Mapping -- All the transcriptome sequences will be mapped to a protein sequence of the reference species specified, which is stored at *.map file. the format is as follows,

>ACYPI24736-PA
gi|417503984|gb|GACJ01004701.1|34272903620531.002007e-261133111
gi|417503982|gb|GACJ01004703.1|34272903620531.002007e-261133111
gi|417503924|gb|GACJ01004748.1|24211897620531.002004e-261133111
gi|417503991|gb|GACJ01004694.1|16031079620531.002002e-261133111
...

The first line is the description line following ">" symbol. In this case, "ACYPI24736-PA" is the ID of the reference protein sequence. The following lines are matched query transcriptome sequences. From the first column to the last column, they are the name of query sequence, start position of alignment in query, end position of alignment in query, start position of alignment in subject, end position of alignment in subject, pencentage of identical matches, alignment length, expected value, number of mismatches, number of gapopenings, and bit score respectively.

Accepted contigs -- contigs that follows an one-to-one match with a reference sequence, or it turns to an one-to-one match after removing redundancy.

Scaffolding contigs -- contigs that are used for scaffolding.

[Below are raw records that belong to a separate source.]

//! Engine configuration.
//!
//! Defaults reproduce the embedded piano: a 1 s plucked note with a 10 ms
//! attack to 70% of the volume, a 200 ms key flash, sine waves, octave 4.

use std::{ops::RangeInclusive, time::Duration};

#[cfg(feature = "serde")]
use serde::{Deserialize, Serialize};

use crate::{
    dsp::oscillator::Waveform,
    error::{Error, Result},
};

#[cfg_attr(feature = "serde", derive(Serialize, Deserialize))]
#[derive(Debug, Clone, PartialEq)]
pub struct EngineConfig {
    /// Total sounding time of every voice; also the disposal delay.
    pub voice_duration: Duration,
    /// Linear ramp from silence to the peak.
    pub attack: Duration,
    /// Peak level as a fraction of the volume control.
    pub peak_scale: f32,
    /// Level the exponential decay aims for at the end of the voice.
    pub decay_floor: f32,
    /// How long a triggered key stays visibly pressed.
    pub pressed_flash: Duration,
    pub initial_volume: f32,
    pub initial_waveform: Waveform,
    pub default_octave: i32,
    /// Range accepted by the default-octave control.
    pub octave_range: RangeInclusive<i32>,
    /// Audio clock rate used until a device reports its own.
    pub sample_rate: f32,
}

impl Default for EngineConfig {
    fn default() -> Self {
        Self {
            voice_duration: Duration::from_millis(1000),
            attack: Duration::from_millis(10),
            peak_scale: 0.7,
            decay_floor: 0.001,
            pressed_flash: Duration::from_millis(200),
            initial_volume: 0.7,
            initial_waveform: Waveform::Sine,
            default_octave: 4,
            octave_range: 0..=8,
            sample_rate: 48_000.0,
        }
    }
}

impl EngineConfig {
    pub fn new() -> Self {
        Self::default()
    }

    pub fn voice_duration(mut self, duration: Duration) -> Self {
        self.voice_duration = duration;
        self
    }

    pub fn attack(mut self, attack: Duration) -> Self {
        self.attack = attack;
        self
    }

    pub fn pressed_flash(mut self, flash: Duration) -> Self {
        self.pressed_flash = flash;
        self
    }

    pub fn volume(mut self, volume: f32) -> Self {
        self.initial_volume = volume;
        self
    }

    pub fn waveform(mut self, waveform: Waveform) -> Self {
        self.initial_waveform = waveform;
        self
    }

    pub fn default_octave(mut self, octave: i32) -> Self {
        self.default_octave = octave;
        self
    }

    pub fn sample_rate(mut self, sample_rate: f32) -> Self {
        self.sample_rate = sample_rate;
        self
    }

    pub fn validate(&self) -> Result<()> {
        if self.voice_duration.is_zero() {
            return Err(Error::InvalidConfig("voice duration must be positive".into()));
        }
        if self.attack.is_zero() || self.attack >= self.voice_duration {
            return Err(Error::InvalidConfig(format!(
                "attack {:?} must be positive and shorter than the voice ({:?})",
                self.attack, self.voice_duration
            )));
        }
        if !(self.decay_floor > 0.0) {
            return Err(Error::InvalidConfig("decay floor must be above zero".into()));
        }
        if !(0.0..=1.0).contains(&self.initial_volume) {
            return Err(Error::InvalidConfig(format!(
                "volume {} outside [0, 1]",
                self.initial_volume
            )));
        }
        if self.octave_range.is_empty() {
            return Err(Error::InvalidConfig("empty octave range".into()));
        }
        if !(self.sample_rate > 0.0) {
            return Err(Error::InvalidConfig("sample rate must be positive".into()));
        }
        Ok(())
    }
}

Unused contigs -- contigs that are not accepted contigs or contigs used for scaffolding and considered as redundancy.

Example

In command line, you can simply type the command,

$ perl transps.pl -t <transcriptome file> -b <blastx output file> [options]

--per<percentage of overlapping>
--rate<rate of extention>
--dist<distance between two scaffoding contigs>
--evalue<evalue cutoff >

The first two options are required. Please see here for the detail of other options. If you installed everything properiately, and have blastx implemented, please run the example provided in the package by typing the following command to terminal,

$ perl transps.pl -t examples/example.fa -b examples/example.blastx

Once it is correctly done, you will see the outputs files generated in the same directory as the inputed transcriptome file.